Selbstkritik
[‚Sentimentalität hat eigentlich immer was mit Faschismus zu tun‘ – sehr grob nach Heiner Müller]
Der Lyriker Andreas Paul (nach einem Konzert am 24. August 2025 in Dresden):
„Die Musik ist sentimental, … aber immerhin manchmal traurig.“
Andreas Paul
RENITENZ (für Daniela Klette)
Daniela war im Plenum abgenickt
Enthielt sich ihrer Stimme portugiesisch
Sie hätte doch schon immer rumgezickt
War dann der Tenor. Was sich trennt das zieht sich
Sie könne immer noch Depots auffrischen
So aus der zweiten Reihe sei ihr Kampfplatz
Man wird nicht jünger, und von vollen Tischen
Sich zu bedienen macht ein Nebensatz
Bocksbeinigkeit in äußerster Umrahmung
Sei ihr bescheinigt, das macht sie so schnell
Ein halbes Leben illegal mit Ahnung
Auf bessre Zeit, nicht individuell
Wenn sie die Früchte ihres Gartens schaut
Gerastert über schwedische Gardinen
Wird immer noch ein Stückchen Hoffnung laut
Die Jugend reibt sich ab an Tellerminen
Viel mehr sind die Depots jetzt leider nicht
Die warn mit so viel Aufwand angelegt
Soviel Genossen rückten da ins Licht
Jetzt sind die meisten mehr als angesägt
Sich nicht beirren lassend singt sie ihr
Vertrautes Liedgut ab für jede Stunde
Das hält sie widerspenstig im Revier
Man stellt sich ein für eine neue Runde
Noch ist die R.A.F. nicht liquidiert
Man kriegt den Haufen einfach nicht gekehrt
Schwer prophezeit sich was aus morgen wird
Die Ausgestiegnen sind sich selber wert
Und ein gerüttelt Maß an Renitenz
Sei weiter Vorbild aller Konsequenz.
Wie einmal Phoenix, Arizona, sich aus der Asche erheben wird, um neu aufzubauen, so trat die ostberliner Band „Britannia Theatre“ bereits 2018, nach 20 Jahren Pause, wieder auf den Plan.

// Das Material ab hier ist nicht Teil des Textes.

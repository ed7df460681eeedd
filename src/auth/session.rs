use arc_swap::ArcSwap;
use serde::{Deserialize, Serialize};
use std::sync::Arc;
use tokio::sync::watch;

/// Backend profile of an actor.
#[derive(Debug, Clone, PartialEq, Eq, Serialize, Deserialize)]
pub struct Profile {
    pub user_id: String,
    pub username: String,
    #[serde(default)]
    pub avatar_url: Option<String>,
    #[serde(default)]
    pub bio: Option<String>,
}

/// Identity delivered by the sign-in provider.
#[derive(Clone, PartialEq, Eq)]
pub struct SignedInSession {
    pub actor_id: String,
    pub credential: String,
}

impl SignedInSession {
    pub fn new(actor_id: impl Into<String>, credential: impl Into<String>) -> Self {
        Self {
            actor_id: actor_id.into(),
            credential: credential.into(),
        }
    }
}

impl std::fmt::Debug for SignedInSession {
    fn fmt(&self, f: &mut std::fmt::Formatter<'_>) -> std::fmt::Result {
        f.debug_struct("SignedInSession")
            .field("actor_id", &self.actor_id)
            .finish_non_exhaustive()
    }
}

/// Who the current actor is.
///
/// Fields are private; the constructors are the only way to build one, which
/// keeps two rules true for every value: a demo session holds no credential,
/// and `has_profile()` implies an actor id.
#[derive(Clone, Default, PartialEq, Eq, Serialize)]
pub struct AuthSession {
    actor_id: Option<String>,
    #[serde(skip_serializing)]
    credential: Option<String>,
    is_demo: bool,
    profile: Option<Profile>,
}

impl AuthSession {
    pub fn anonymous() -> Self {
        Self::default()
    }

    /// Signed in, profile not (yet) known.
    pub fn without_profile(signed_in: SignedInSession) -> Self {
        Self {
            actor_id: Some(signed_in.actor_id),
            credential: Some(signed_in.credential),
            is_demo: false,
            profile: None,
        }
    }

    pub fn with_profile(signed_in: SignedInSession, profile: Profile) -> Self {
        Self {
            actor_id: Some(signed_in.actor_id),
            credential: Some(signed_in.credential),
            is_demo: false,
            profile: Some(profile),
        }
    }

    pub fn demo(profile: Profile) -> Self {
        Self {
            actor_id: Some(profile.user_id.clone()),
            credential: None,
            is_demo: true,
            profile: Some(profile),
        }
    }

    pub fn actor_id(&self) -> Option<&str> {
        self.actor_id.as_deref()
    }

    pub fn credential(&self) -> Option<&str> {
        self.credential.as_deref()
    }

    pub fn is_demo(&self) -> bool {
        self.is_demo
    }

    pub fn has_profile(&self) -> bool {
        self.profile.is_some()
    }

    pub fn profile(&self) -> Option<&Profile> {
        self.profile.as_ref()
    }

    pub fn is_anonymous(&self) -> bool {
        self.actor_id.is_none()
    }

    /// The sign-in identity, when this session carries a real credential.
    pub fn signed_in(&self) -> Option<SignedInSession> {
        match (&self.actor_id, &self.credential) {
            (Some(actor_id), Some(credential)) => {
                Some(SignedInSession::new(actor_id.clone(), credential.clone()))
            }
            _ => None,
        }
    }
}

impl std::fmt::Debug for AuthSession {
    fn fmt(&self, f: &mut std::fmt::Formatter<'_>) -> std::fmt::Result {
        f.debug_struct("AuthSession")
            .field("actor_id", &self.actor_id)
            .field("credential", &self.credential.as_ref().map(|_| "<redacted>"))
            .field("is_demo", &self.is_demo)
            .field("profile", &self.profile)
            .finish()
    }
}

/// The five resolution states of the session controller.
#[derive(Debug, Clone, Copy, PartialEq, Eq, Default, Serialize, strum::Display)]
#[strum(serialize_all = "snake_case")]
#[serde(rename_all = "snake_case")]
pub enum AuthState {
    #[default]
    Unknown,
    Resolving,
    Anonymous,
    AuthenticatedNoProfile,
    AuthenticatedWithProfile,
}

/// Where the UI should send the user for the current state.
#[derive(Debug, Clone, Copy, PartialEq, Eq, Serialize, strum::Display)]
#[strum(serialize_all = "snake_case")]
#[serde(rename_all = "snake_case")]
pub enum Route {
    Loading,
    SignIn,
    CreateProfile,
    Feed,
}

impl From<AuthState> for Route {
    fn from(state: AuthState) -> Self {
        match state {
            AuthState::Unknown | AuthState::Resolving => Self::Loading,
            AuthState::Anonymous => Self::SignIn,
            AuthState::AuthenticatedNoProfile => Self::CreateProfile,
            AuthState::AuthenticatedWithProfile => Self::Feed,
        }
    }
}

/// State and session, always replaced together.
#[derive(Debug, Clone, Default, PartialEq, Eq, Serialize)]
pub struct SessionSnapshot {
    pub state: AuthState,
    pub session: AuthSession,
    pub last_error: Option<String>,
}

impl SessionSnapshot {
    pub fn unknown() -> Self {
        Self::default()
    }

    pub fn resolving(session: AuthSession) -> Self {
        Self {
            state: AuthState::Resolving,
            session,
            last_error: None,
        }
    }

    pub fn anonymous(last_error: Option<String>) -> Self {
        Self {
            state: AuthState::Anonymous,
            session: AuthSession::anonymous(),
            last_error,
        }
    }

    pub fn no_profile(signed_in: SignedInSession) -> Self {
        Self {
            state: AuthState::AuthenticatedNoProfile,
            session: AuthSession::without_profile(signed_in),
            last_error: None,
        }
    }

    pub fn with_profile(session: AuthSession) -> Self {
        debug_assert!(session.has_profile());
        Self {
            state: AuthState::AuthenticatedWithProfile,
            session,
            last_error: None,
        }
    }

    pub fn route(&self) -> Route {
        Route::from(self.state)
    }
}

/// Shared, lock-free cell holding the current [`SessionSnapshot`].
///
/// Readers load a whole snapshot; writers swap the pointer. The gateway reads
/// the credential on every request, so `load` stays on the `ArcSwap` and never
/// touches the `watch` lock. Subscribers get a `watch` notification carrying
/// the same `Arc`. Both cells are written while holding the `watch` write lock,
/// so concurrent stores cannot leave them disagreeing.
#[derive(Clone)]
pub struct SessionHandle {
    inner: Arc<ArcSwap<SessionSnapshot>>,
    changes: watch::Sender<Arc<SessionSnapshot>>,
}

impl SessionHandle {
    pub fn new() -> Self {
        let initial = Arc::new(SessionSnapshot::unknown());
        let (changes, _) = watch::channel(Arc::clone(&initial));
        Self {
            inner: Arc::new(ArcSwap::new(initial)),
            changes,
        }
    }

    /// Current snapshot. Lock-free.
    pub fn load(&self) -> Arc<SessionSnapshot> {
        self.inner.load_full()
    }

    pub fn state(&self) -> AuthState {
        self.inner.load().state
    }

    pub fn credential(&self) -> Option<String> {
        self.inner.load().session.credential().map(ToOwned::to_owned)
    }

    /// Atomically replace the snapshot.
    pub fn store(&self, snapshot: SessionSnapshot) {
        let snapshot = Arc::new(snapshot);
        self.changes.send_modify(|current| {
            self.inner.store(Arc::clone(&snapshot));
            *current = snapshot;
        });
    }

    pub fn subscribe(&self) -> watch::Receiver<Arc<SessionSnapshot>> {
        self.changes.subscribe()
    }
}

impl Default for SessionHandle {
    fn default() -> Self {
        Self::new()
    }
}

impl std::fmt::Debug for SessionHandle {
    fn fmt(&self, f: &mut std::fmt::Formatter<'_>) -> std::fmt::Result {
        f.debug_struct("SessionHandle")
            .field("state", &self.state())
            .finish_non_exhaustive()
    }
}
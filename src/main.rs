#![warn(clippy::all, clippy::pedantic)]
#![allow(
    clippy::missing_errors_doc,
    clippy::missing_panics_doc,
    clippy::module_name_repetitions,
    clippy::struct_field_names
)]

use anyhow::{Context, Result};
use clap::Parser;
use glitchary::Config;
use tracing::Level;
use tracing_subscriber::FmtSubscriber;

mod app;
mod cli;

use cli::commands::Cli;

#[tokio::main]
async fn main() -> Result<()> {
    let cli = Cli::parse();
    let config = Config::load_or_init()?;

    let level: Level = config
        .log_level
        .parse()
        .with_context(|| format!("invalid log_level {:?}", config.log_level))?;
    let subscriber = FmtSubscriber::builder()
        .with_max_level(level)
        .with_writer(std::io::stderr)
        .finish();
    tracing::subscriber::set_global_default(subscriber)
        .context("setting default subscriber failed")?;

    app::dispatch::dispatch(cli, config).await
}
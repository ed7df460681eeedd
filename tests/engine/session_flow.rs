use super::backend::{ACTOR, TOKEN, engine_for, feed_engine, profile_json};
use glitchary::auth::{ProfileDraft, SignedInSession};
use glitchary::{AuthState, Route, SessionEvent};
use serde_json::json;
use tokio::sync::mpsc;
use wiremock::matchers::{body_partial_json, header, method, path};
use wiremock::{Mock, MockServer, ResponseTemplate};

#[tokio::test]
async fn existing_profile_routes_to_feed() {
    let server = MockServer::start().await;
    Mock::given(method("GET"))
        .and(path(format!("/api/profiles/{ACTOR}")))
        .and(header("authorization", format!("Bearer {TOKEN}").as_str()))
        .respond_with(ResponseTemplate::new(200).set_body_json(profile_json(ACTOR)))
        .expect(1)
        .mount(&server)
        .await;

    let engine = engine_for(&server, true);
    assert_eq!(engine.auth().route(), Route::Loading);
    engine.start().await;

    let snapshot = engine.auth().snapshot();
    assert_eq!(snapshot.state, AuthState::AuthenticatedWithProfile);
    assert_eq!(snapshot.session.profile().unwrap().username, "ada");
    assert!(!snapshot.session.is_demo());
}

#[tokio::test]
async fn missing_profile_then_creation_reaches_feed() {
    let server = MockServer::start().await;
    Mock::given(method("GET"))
        .and(path(format!("/api/profiles/{ACTOR}")))
        .respond_with(ResponseTemplate::new(404))
        .mount(&server)
        .await;
    Mock::given(method("POST"))
        .and(path("/api/profiles"))
        .and(header("content-type", "application/json"))
        .and(body_partial_json(json!({"user_id": ACTOR, "username": "ada"})))
        .respond_with(ResponseTemplate::new(201).set_body_json(profile_json(ACTOR)))
        .expect(1)
        .mount(&server)
        .await;

    let engine = engine_for(&server, true);
    engine.start().await;
    assert_eq!(engine.auth().route(), Route::CreateProfile);

    let profile = engine
        .create_profile(ProfileDraft {
            username: "ada".into(),
            ..ProfileDraft::default()
        })
        .await
        .unwrap();

    assert_eq!(profile.user_id, ACTOR);
    assert_eq!(engine.auth().route(), Route::Feed);
}

#[tokio::test]
async fn fatal_lookup_forces_sign_in() {
    let server = MockServer::start().await;
    Mock::given(method("GET"))
        .and(path(format!("/api/profiles/{ACTOR}")))
        .respond_with(ResponseTemplate::new(500).set_body_string("database down"))
        .mount(&server)
        .await;

    let engine = engine_for(&server, true);
    engine.start().await;

    let snapshot = engine.auth().snapshot();
    assert_eq!(snapshot.state, AuthState::Anonymous);
    assert!(snapshot.session.credential().is_none());
    assert!(snapshot.last_error.as_deref().unwrap().contains("500"));
}

#[tokio::test]
async fn no_configured_session_is_anonymous_without_requests() {
    let server = MockServer::start().await;

    let engine = engine_for(&server, false);
    engine.start().await;

    assert_eq!(engine.auth().route(), Route::SignIn);
    assert!(server.received_requests().await.unwrap().is_empty());
}

#[tokio::test]
async fn event_stream_drives_sign_in_and_out() {
    let server = MockServer::start().await;
    let engine = feed_engine(&server).await;
    Mock::given(method("GET"))
        .and(path("/api/profiles/actor-2"))
        .respond_with(ResponseTemplate::new(200).set_body_json(profile_json("actor-2")))
        .mount(&server)
        .await;
    let mut changes = engine.auth().subscribe();
    changes.borrow_and_update();

    let (tx, rx) = mpsc::channel(8);
    tx.send(SessionEvent::SignedOut).await.unwrap();
    tx.send(SessionEvent::SignedIn(SignedInSession::new("actor-2", "tok-2")))
        .await
        .unwrap();
    drop(tx);
    engine.run(rx).await;

    assert!(changes.has_changed().unwrap());
    let snapshot = engine.auth().snapshot();
    assert_eq!(snapshot.state, AuthState::AuthenticatedWithProfile);
    assert_eq!(snapshot.session.actor_id(), Some("actor-2"));
}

Gegründet 1992 in einem Kohlenkeller der Lottumstraße, spielten sie bis `98 über hundert Konzerte in sechs verschiedenen Ländern; rauchten ihre schiefsitzenden Anzüge auf, tranken Diesel und hauten in den Sack. Ihre drei vergriffenen Alben befinden sich in guten Händen, stehen neben Nachbarn wie Gallon Drunk oder Arcade Fire in wohlsortierten Regalen oder sind längst kaputtgegangen. Nach 30 Jahren und zwei Todesfällen – neben dem üblichen Herren-Gedeck immer noch mit Posaune, Cello, Akkordeon unterwegs –; knacken sie live die vermaledeite Nuß der Melancholie und hinterlassen nach Konzertende Lebensfreude.
Die Songs wirken wie „gegen Scheiben fliegende Rotkehlchen“1, „Therapiestunden für Selbstmörder“2, so „als ob die größte Pechsträhne aller Zeiten angefangen hätte …“3 – zu rufen.